● **WHAT THE TASK ASKS**
Below are records; copy every line in them that holds the word "buffer".

(Stored data entries)
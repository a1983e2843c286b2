/*
 * Copyright 2019-2020 Wren Powell
 *
 * Licensed under the Apache License, Version 2.0 (the "License");
 * you may not use this file except in compliance with the License.
 * You may obtain a copy of the License at
 *
 *     http://www.apache.org/licenses/LICENSE-2.0
 *
 * Unless required by applicable law or agreed to in writing, software
 * distributed under the License is distributed on an "AS IS" BASIS,
 * WITHOUT WARRANTIES OR CONDITIONS OF ANY KIND, either express or implied.
 * See the License for the specific language governing permissions and
 * limitations under the License.
 */

use tensor_store::index::Selector;
use tensor_store::tensor::{Array, NumpyResult};
use tensor_store::{Dataset, DatasetOptions, Error, Htype, TensorOptions};

fn row_major_u8(shape: &[usize]) -> Vec<u8> {
    let total: usize = shape.iter().product();
    (0..total).map(|i| (i % 256) as u8).collect()
}

#[test]
fn slice_composition_over_a_single_write() {
    let mut ds = Dataset::open_memory(DatasetOptions::new()).unwrap();
    ds.create_tensor("data", Htype::Generic, TensorOptions::new().dtype("uint8"))
        .unwrap();

    let shape = vec![64, 16, 16, 16];
    let data = row_major_u8(&shape);
    ds.tensor_mut("data")
        .unwrap()
        .extend(Array::new("uint8", shape, data))
        .unwrap();

    // ds.data[30:40, :, 8:11, 4]
    let view = ds
        .tensor("data")
        .unwrap()
        .index_by(vec![
            Selector::Slice {
                start: 30,
                stop: 40,
                step: 1,
            },
            Selector::full(),
            Selector::Slice {
                start: 8,
                stop: 11,
                step: 1,
            },
            Selector::Integer(4),
        ])
        .unwrap();

    match view.numpy(false).unwrap() {
        NumpyResult::Stacked(array) => {
            assert_eq!(array.shape, vec![10, 16, 3]);
        }
        other => panic!("expected Stacked, got {:?}", other),
    }

    // ds.data[[0,1,2,5,6,10,60]]
    let list_view = ds
        .tensor("data")
        .unwrap()
        .index_by(vec![Selector::List(vec![0, 1, 2, 5, 6, 10, 60])])
        .unwrap();
    match list_view.numpy(false).unwrap() {
        NumpyResult::Stacked(array) => assert_eq!(array.shape, vec![7, 16, 16, 16]),
        other => panic!("expected Stacked, got {:?}", other),
    }

    // ds[(0,1,6,10,15), :].data
    let dataset_view = ds.view(vec![
        Selector::List(vec![0, 1, 6, 10, 15]),
        Selector::full(),
    ]);
    match dataset_view.tensor("data").unwrap().numpy(false).unwrap() {
        NumpyResult::Stacked(array) => assert_eq!(array.shape, vec![5, 16, 16, 16]),
        other => panic!("expected Stacked, got {:?}", other),
    }
}

#[test]
fn dtype_mismatch_leaves_tensor_empty() {
    let mut ds = Dataset::open_memory(DatasetOptions::new()).unwrap();
    ds.create_tensor("t", Htype::Generic, TensorOptions::new().dtype("uint8"))
        .unwrap();

    let result = ds
        .tensor_mut("t")
        .unwrap()
        .append(Array::new("float64", vec![100], vec![0u8; 800]));

    assert!(matches!(
        result,
        Err(Error::TensorMetaMismatch {
            field: "dtype",
            ..
        })
    ));
    assert_eq!(ds.tensor("t").unwrap().len(), 0);
}

#[test]
fn scalar_samples_mix_of_append_and_extend() {
    let mut ds = Dataset::open_memory(DatasetOptions::new()).unwrap();
    ds.create_tensor("t", Htype::Generic, TensorOptions::new().dtype("int64"))
        .unwrap();

    let to_bytes = |values: &[i64]| -> Vec<u8> {
        values.iter().flat_map(|v| v.to_le_bytes()).collect()
    };

    let tensor = ds.tensor_mut("t").unwrap();
    for value in [5i64, 10, -99] {
        tensor.append(Array::new("int64", vec![], value.to_le_bytes().to_vec())).unwrap();
    }
    tensor
        .extend(Array::new("int64", vec![3], to_bytes(&[10, 1, 4])))
        .unwrap();
    tensor
        .extend(Array::new("int64", vec![1], to_bytes(&[1])))
        .unwrap();

    assert_eq!(tensor.len(), 7);
    match tensor.numpy(false).unwrap() {
        NumpyResult::Stacked(array) => {
            let values: Vec<i64> = array
                .bytes
                .chunks_exact(8)
                .map(|chunk| i64::from_le_bytes(chunk.try_into().unwrap()))
                .collect();
            assert_eq!(values, vec![5, 10, -99, 10, 1, 4, 1]);
        }
        other => panic!("expected Stacked, got {:?}", other),
    }
}
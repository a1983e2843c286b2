/*
 * Copyright 2019-2020 Wren Powell
 *
 * Licensed under the Apache License, Version 2.0 (the "License");
 * you may not use this file except in compliance with the License.
 * You may obtain a copy of the License at
 *
 *     http://www.apache.org/licenses/LICENSE-2.0
 *
 * Unless required by applicable law or agreed to in writing, software
 * distributed under the License is distributed on an "AS IS" BASIS,
 * WITHOUT WARRANTIES OR CONDITIONS OF ANY KIND, either express or implied.
 * See the License for the specific language governing permissions and
 * limitations under the License.
 */

use criterion::{criterion_group, criterion_main, BatchSize, Criterion, Throughput};
use rand::rngs::SmallRng;
use rand::{RngCore, SeedableRng};

use tensor_store::tensor::Array;
use tensor_store::{Dataset, DatasetOptions, Htype, TensorOptions};

/// Return a buffer containing `size` random bytes for testing purposes.
fn random_bytes(size: usize) -> Vec<u8> {
    let mut rng = SmallRng::from_entropy();
    let mut buffer = vec![0u8; size];
    rng.fill_bytes(&mut buffer);
    buffer
}

/// A fresh in-memory dataset with a single `uint8` tensor of the given
/// per-sample byte size.
fn new_dataset() -> Dataset {
    let mut ds = Dataset::open_memory(DatasetOptions::new()).unwrap();
    ds.create_tensor("bench", Htype::Generic, TensorOptions::new().dtype("uint8"))
        .unwrap();
    ds
}

pub fn append_sample(criterion: &mut Criterion) {
    let _ = env_logger::builder().is_test(false).try_init();

    let mut group = criterion.benchmark_group("Append a sample");

    for sample_size in [4 * 1024, 64 * 1024, 1024 * 1024].iter() {
        group.throughput(Throughput::Bytes(*sample_size as u64));
        group.bench_function(format!("{} bytes", sample_size), |bencher| {
            bencher.iter_batched(
                || (new_dataset(), random_bytes(*sample_size)),
                |(mut ds, bytes)| {
                    ds.tensor_mut("bench")
                        .unwrap()
                        .append(Array::new("uint8", vec![*sample_size], bytes))
                        .unwrap();
                },
                BatchSize::SmallInput,
            )
        });
    }

    group.finish();
}

pub fn read_sample(criterion: &mut Criterion) {
    let mut group = criterion.benchmark_group("Read a sample");

    for sample_size in [4 * 1024, 64 * 1024, 1024 * 1024].iter() {
        let mut ds = new_dataset();
        ds.tensor_mut("bench")
            .unwrap()
            .append(Array::new("uint8", vec![*sample_size], random_bytes(*sample_size)))
            .unwrap();

        group.throughput(Throughput::Bytes(*sample_size as u64));
        group.bench_function(format!("{} bytes", sample_size), |bencher| {
            bencher.iter(|| ds.tensor("bench").unwrap().numpy(false).unwrap());
        });
    }

    group.finish();
}

criterion_group!(benches, append_sample, read_sample);
criterion_main!(benches);
/*
 * Copyright 2019-2020 Wren Powell
 *
 * Licensed under the Apache License, Version 2.0 (the "License");
 * you may not use this file except in compliance with the License.
 * You may obtain a copy of the License at
 *
 *     http://www.apache.org/licenses/LICENSE-2.0
 *
 * Unless required by applicable law or agreed to in writing, software
 * distributed under the License is distributed on an "AS IS" BASIS,
 * WITHOUT WARRANTIES OR CONDITIONS OF ANY KIND, either express or implied.
 * See the License for the specific language governing permissions and
 * limitations under the License.
 */

//! A chunked, cached storage engine for large labeled tensor datasets.
//!
//! This crate persists many multi-dimensional numeric arrays ("tensors")
//! to an object-addressed byte store, providing efficient append,
//! random-sample read, and structured multi-axis slicing over datasets
//! that may exceed available RAM.
//!
//! The stack, bottom to top:
//! - [`storage`]: the [`storage::StorageProvider`] trait and its
//!   implementations, including the write-back [`storage::CacheLayer`].
//! - [`chunk_engine`]: packs samples into fixed-capacity chunks and
//!   resolves sample ordinals back to byte regions.
//! - [`index`]: the lazy, multi-axis [`index::Index`] algebra.
//! - [`dataset`] / [`tensor`]: the [`dataset::Dataset`] / [`tensor::Tensor`]
//!   façade that ties the above together with schema validation.

pub mod chunk_engine;
pub mod dataset;
mod dtype;
pub mod encode;
pub mod error;
pub mod htype;
pub mod index;
pub mod meta;
pub mod storage;
pub mod tensor;

pub use dataset::{Dataset, DatasetOptions, Mode, TensorOptions};
pub use error::{Error, Result};
pub use htype::Htype;
pub use index::{Index, Selector};
pub use tensor::{Array, NumpyResult, Shape, Tensor};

● **ANSWER TO THE PROBLEM**
/// Return a buffer containing `size` random bytes for testing purposes.
    let mut buffer = vec![0u8; size];
    rng.fill_bytes(&mut buffer);
    buffer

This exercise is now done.